* [Supplied data]:
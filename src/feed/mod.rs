//! Feed ingestion: fetching, parsing and shaping posts for the panel.
//!
//! - [`fetcher`] - Single-attempt HTTP retrieval of the feed body
//! - [`parser`] - RSS, JSON Feed and Atom decoding behind [`FeedFormat`]
//! - [`normalize`] - Markup stripping, link fallback and lead-image selection
//! - [`dedupe`] - Link filtering, first-seen-wins dedupe and the item cap
//!
//! # Example
//!
//! ```ignore
//! use offers_feed::feed::{dedupe_and_limit, fetch_feed, normalize_all, FeedFormat};
//!
//! let bytes = fetch_feed(&client, &source).await?;
//! let entries = FeedFormat::Rss.parse(&bytes)?;
//! let records = dedupe_and_limit(normalize_all(entries, fallback), 12);
//! ```

mod dedupe;
mod fetcher;
mod normalize;
mod parser;
mod record;

pub use dedupe::{dedupe_and_limit, dedupe_key};
pub use fetcher::{fetch_feed, FeedSource, FetchError, DEFAULT_MAX_FEED_SIZE};
pub use normalize::{normalize, normalize_all};
pub use parser::{FeedFormat, ParseError};
pub use record::{FeedRecord, RawEntry};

* [What is expected]:
Show each line of the material above where "bytes" occurs.

* [Task response]:
//! let bytes = fetch_feed(&client, &source).await?;
//! let entries = FeedFormat::Rss.parse(&bytes)?;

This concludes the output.